Dell Technologies can answer the challenge by hosting these core business functions on Dell EMC VxRail. Adopting VxRail minimizes the need to maintain legacy infrastructure and is capable of delivering mission-critical response times. VxRail is an enterprise-class, hyperconverged appliance that allows administrators to manage compute and storage with a single platform. There is no need to deploy or maintain separate arrays and storage networking hardware with VxRail. Its policy-based management removes the burden of provisioning and modifying numerous LUNs and data services. With its consistency and flexibility, VxRail provides the simplest path from server virtualization to hyperconverged infrastructure and true hybrid cloud architecture.
This document showcases VMware best practices and design guidelines for the Epic Operational and Analytical databases on Dell EMC VxRail.
Overview and Purpose
VMware and Epic have conducted the initial testing that has indicated that VxRail provides acceptable performance for small to medium-size environments.
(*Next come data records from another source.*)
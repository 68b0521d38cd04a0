//! Pack export/import and batch pack generation.
//!
//! A pack is a portable JSON document: creation timestamp, per-category and
//! per-difficulty counts, and the items themselves. Import re-validates
//! every item and routes through the same unique-by-hash path as live
//! generation, so re-importing an exported pack is a clean no-op.

use std::collections::BTreeMap;
use std::time::Duration;

use chrono::{DateTime, Utc};
use serde::{Deserialize, Serialize};

use quizsmith_domain::{
    Difficulty, QuestionDoc, QuestionDraft, QuestionSource, Tone, TriviaCategory, ValidationError,
};

use crate::generate::{GenerateError, GenerateParams, QuestionProvider};
use crate::infrastructure::ports::{ClockPort, StoreError};

use super::{stem, LibraryService};

/// Pacing between generations inside one pack build.
const PACK_GENERATION_DELAY: Duration = Duration::from_millis(1100);

#[derive(Debug, thiserror::Error)]
pub enum PackError {
    #[error("pack is not valid JSON: {0}")]
    Parse(#[from] serde_json::Error),
    #[error("pack item {index} failed validation: {source}")]
    Invalid {
        index: usize,
        #[source]
        source: ValidationError,
    },
    #[error(transparent)]
    Store(#[from] StoreError),
    #[error(transparent)]
    Generate(#[from] GenerateError),
}

#[derive(Debug, Clone, Default, Serialize, Deserialize)]
pub struct PackCounts {
    #[serde(rename = "byCategory")]
    pub by_category: BTreeMap<String, u32>,
    #[serde(rename = "byDifficulty")]
    pub by_difficulty: BTreeMap<String, u32>,
}

#[derive(Debug, Serialize, Deserialize)]
pub struct Pack {
    #[serde(rename = "createdAt")]
    pub created_at: DateTime<Utc>,
    pub counts: PackCounts,
    pub items: Vec<QuestionDoc>,
}

#[derive(Debug, Clone, Copy, PartialEq, Eq)]
pub struct ImportSummary {
    pub inserted: u32,
    pub duplicates: u32,
    pub total: u32,
}

fn build_counts(items: &[QuestionDoc]) -> PackCounts {
    let mut counts = PackCounts::default();
    for doc in items {
        *counts
            .by_category
            .entry(doc.question.category.as_str().to_string())
            .or_insert(0) += 1;
        *counts
            .by_difficulty
            .entry(doc.question.difficulty.as_str().to_string())
            .or_insert(0) += 1;
    }
    counts
}

/// Serialize questions as a pack document.
pub fn export_pack(items: Vec<QuestionDoc>, created_at: DateTime<Utc>) -> String {
    let pack = Pack {
        created_at,
        counts: build_counts(&items),
        items,
    };
    serde_json::to_string_pretty(&pack).unwrap_or_else(|_| "{}".to_string())
}

impl LibraryService {
    /// Import a pack (either a bare item array or a full pack document),
    /// re-validating every item and inserting through the unique-by-hash
    /// path. Stem hashes are recomputed rather than trusted.
    pub async fn import_pack(&self, json: &str) -> Result<ImportSummary, PackError> {
        let value: serde_json::Value = serde_json::from_str(json)?;
        let items_value = if value.is_array() {
            value
        } else {
            value.get("items").cloned().unwrap_or(serde_json::Value::Null)
        };
        let items: Vec<QuestionDoc> = serde_json::from_value(items_value)?;

        for (index, doc) in items.iter().enumerate() {
            doc.question
                .validate()
                .map_err(|source| PackError::Invalid { index, source })?;
        }

        let total = items.len() as u32;
        let drafts = items
            .into_iter()
            .map(|doc| QuestionDraft {
                id: Some(doc.id),
                // Recompute instead of trusting the pack's hash.
                stem_hash: None,
                tone: doc.tone,
                source: Some(match doc.source {
                    QuestionSource::Generated => QuestionSource::Imported,
                    other => other,
                }),
                question: doc.question,
            })
            .collect();
        let outcome = self.put_many(drafts).await?;
        Ok(ImportSummary {
            inserted: outcome.inserted,
            duplicates: outcome.duplicates,
            total,
        })
    }
}

/// Parameters for building a pack out of fresh generations.
#[derive(Debug, Clone)]
pub struct GeneratePackParams {
    pub count: u32,
    pub category: TriviaCategory,
    pub difficulty: Difficulty,
    pub tone: Tone,
    /// Seeds become `{seed_base}-1 .. {seed_base}-n`; `None` lets every
    /// generation pick a fresh seed.
    pub seed_base: Option<String>,
}

/// Generate `count` ready-to-store documents, paced to respect the
/// provider's rate limit.
pub async fn generate_pack(
    provider: &QuestionProvider,
    clock: &dyn ClockPort,
    params: GeneratePackParams,
) -> Result<Vec<QuestionDoc>, PackError> {
    let mut out = Vec::with_capacity(params.count as usize);
    for i in 0..params.count {
        if i > 0 {
            tokio::time::sleep(PACK_GENERATION_DELAY).await;
        }
        let seed = params
            .seed_base
            .as_ref()
            .map(|base| format!("{base}-{}", i + 1));
        let question = provider
            .generate_question(GenerateParams {
                seed,
                tone: Some(params.tone),
                ..GenerateParams::new(params.category, params.difficulty)
            })
            .await?;
        out.push(QuestionDoc {
            id: format!("{}-{}", params.category, uuid::Uuid::new_v4()),
            stem_hash: stem::stem_hash(&question),
            tone: Some(params.tone),
            created_at: clock.now(),
            source: QuestionSource::Generated,
            used_at: None,
            question,
        });
    }
    Ok(out)
}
This best practice guide is focused on deploying and managing Epic Operational and Analytical Databases on VxRail. These best practices are determined by:
- Following Epic Operational Database, and Cogito storage best practices.
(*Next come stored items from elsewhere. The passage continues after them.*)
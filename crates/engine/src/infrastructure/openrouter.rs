//! OpenRouter chat client (OpenAI-compatible API).

use std::time::Duration;

use async_trait::async_trait;
use reqwest::Client;
use serde::{Deserialize, Serialize};

use crate::config::GenerationConfig;
use crate::infrastructure::ports::{
    ChatChoice, ChatError, ChatMessage, ChatPort, ChatRequest, ChatResponse, ChatRole,
};

/// Client for OpenRouter's OpenAI-compatible chat completions endpoint.
#[derive(Clone)]
pub struct OpenRouterClient {
    client: Client,
    base_url: String,
    api_key: String,
    referer: Option<String>,
    app_title: Option<String>,
}

impl OpenRouterClient {
    /// Build a client when a credential is configured; `None` otherwise, so
    /// callers degrade to the local bank instead of sending doomed requests.
    pub fn from_config(config: &GenerationConfig) -> Option<Self> {
        let api_key = config.api_key.as_deref()?.trim();
        if api_key.is_empty() {
            return None;
        }
        // Generation requests can be slow; match that with a generous timeout.
        let client = Client::builder()
            .timeout(Duration::from_secs(120))
            .build()
            .unwrap_or_else(|_| Client::new());

        Some(Self {
            client,
            base_url: config.base_url.trim_end_matches('/').to_string(),
            api_key: api_key.to_string(),
            referer: config.referer.clone(),
            app_title: config.app_title.clone(),
        })
    }
}

#[async_trait]
impl ChatPort for OpenRouterClient {
    async fn chat(&self, request: ChatRequest) -> Result<ChatResponse, ChatError> {
        let api_request = ApiChatRequest {
            model: request.model.clone(),
            messages: request.messages.iter().map(ApiMessage::from).collect(),
            temperature: request.temperature,
            max_tokens: request.max_tokens,
        };

        let mut builder = self
            .client
            .post(format!("{}/chat/completions", self.base_url))
            .bearer_auth(&self.api_key)
            .json(&api_request);
        if let Some(referer) = &self.referer {
            builder = builder.header("HTTP-Referer", referer);
        }
        if let Some(title) = &self.app_title {
            builder = builder.header("X-Title", title);
        }

        let response = builder
            .send()
            .await
            .map_err(|e| ChatError::Transport(e.to_string()))?;

        let status = response.status();
        if !status.is_success() {
            let body = response.text().await.unwrap_or_default();
            return Err(ChatError::Http {
                status: status.as_u16(),
                body,
            });
        }

        let api_response: ApiChatResponse = response
            .json()
            .await
            .map_err(|e| ChatError::InvalidResponse(e.to_string()))?;

        Ok(convert_response(api_response))
    }
}

fn convert_response(response: ApiChatResponse) -> ChatResponse {
    ChatResponse {
        id: response.id.unwrap_or_default(),
        choices: response
            .choices
            .into_iter()
            .enumerate()
            .map(|(i, choice)| ChatChoice {
                index: choice.index.unwrap_or(i as u32),
                content: choice.message.content.unwrap_or_default(),
            })
            .collect(),
        model: response.model,
    }
}

// =============================================================================
// OpenAI API types
// =============================================================================

#[derive(Debug, Serialize)]
struct ApiChatRequest {
    model: String,
    messages: Vec<ApiMessage>,
    #[serde(skip_serializing_if = "Option::is_none")]
    temperature: Option<f32>,
    #[serde(skip_serializing_if = "Option::is_none")]
    max_tokens: Option<u32>,
}

#[derive(Debug, Serialize)]
struct ApiMessage {
    role: &'static str,
    content: String,
}

impl From<&ChatMessage> for ApiMessage {
    fn from(message: &ChatMessage) -> Self {
        Self {
            role: match message.role {
                ChatRole::System => "system",
                ChatRole::User => "user",
                ChatRole::Assistant => "assistant",
            },
            content: message.content.clone(),
        }
    }
}

#[derive(Debug, Deserialize)]
struct ApiChatResponse {
    id: Option<String>,
    #[serde(default)]
    choices: Vec<ApiChoice>,
    model: Option<String>,
}

#[derive(Debug, Deserialize)]
struct ApiChoice {
    index: Option<u32>,
    #[serde(default)]
    message: ApiResponseMessage,
}

#[derive(Debug, Default, Deserialize)]
struct ApiResponseMessage {
    content: Option<String>,
}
- Using Epic provided test tools to simulate ODB and Cogito production workloads.
- Determining the optimal performance and configuration for Operational Database and Cogito in a single 6-node VxRail cluster.
For the most recent status of VMware vSAN™ on Dell EMC VxRail with Epic, contact your Epic representative for the most current Storage Products and Technology Status Guide.
Key Takeaways
- Dell EMC VxRail can deliver predictable and consistent performance for Epic Operational and Analytical Databases in well prescribed architectures and scenarios.
- A solution configuration of one 6-node VxRail cluster with two five-disk-group, is capable of hosting both the Epic Operational and Analytical databases.
- vSAN storage policy-based management provided the key to consistent performance during run-away report testing.
- A non-blocking, high-buffer count 10/25GbE or greater switch is required - if you have questions please contact your Dell EMC representative.
- Hosting both databases on a single 6-node cluster provides cost savings in both administration and acquisition of the infrastructure.
- Consult with your Dell EMC and Epic representatives before procuring any hardware or starting your VxRail and Epic project. Selecting the wrong hardware may result in a sub-optimal configuration and possibly impact performance.
- Refer to your Epic Hardware Configuration Guide for hardware and storage specifications tailored to your organization.
Business Values
Here are top 5 benefits to deploying Epic EHR on VxRail:
- Rapid deployment and configuration: Native VxRail deployment process of HCI infrastructure and VxRail Manager in a single deployment workflow of vCenter, the ESXi, and vSAN layers of VxRail.
- High performance and scalable hyperconverged infrastructure ensures consistent performance and predictable scalability for mission-critical EHR workloads, which makes administration and monitoring easier for Epic and infrastructure administrators.
- Automated Lifecycle Management: Minimize Epic workload impact and downtime during necessary patching and upgrading of the full private cloud stack using automated and self-managed services.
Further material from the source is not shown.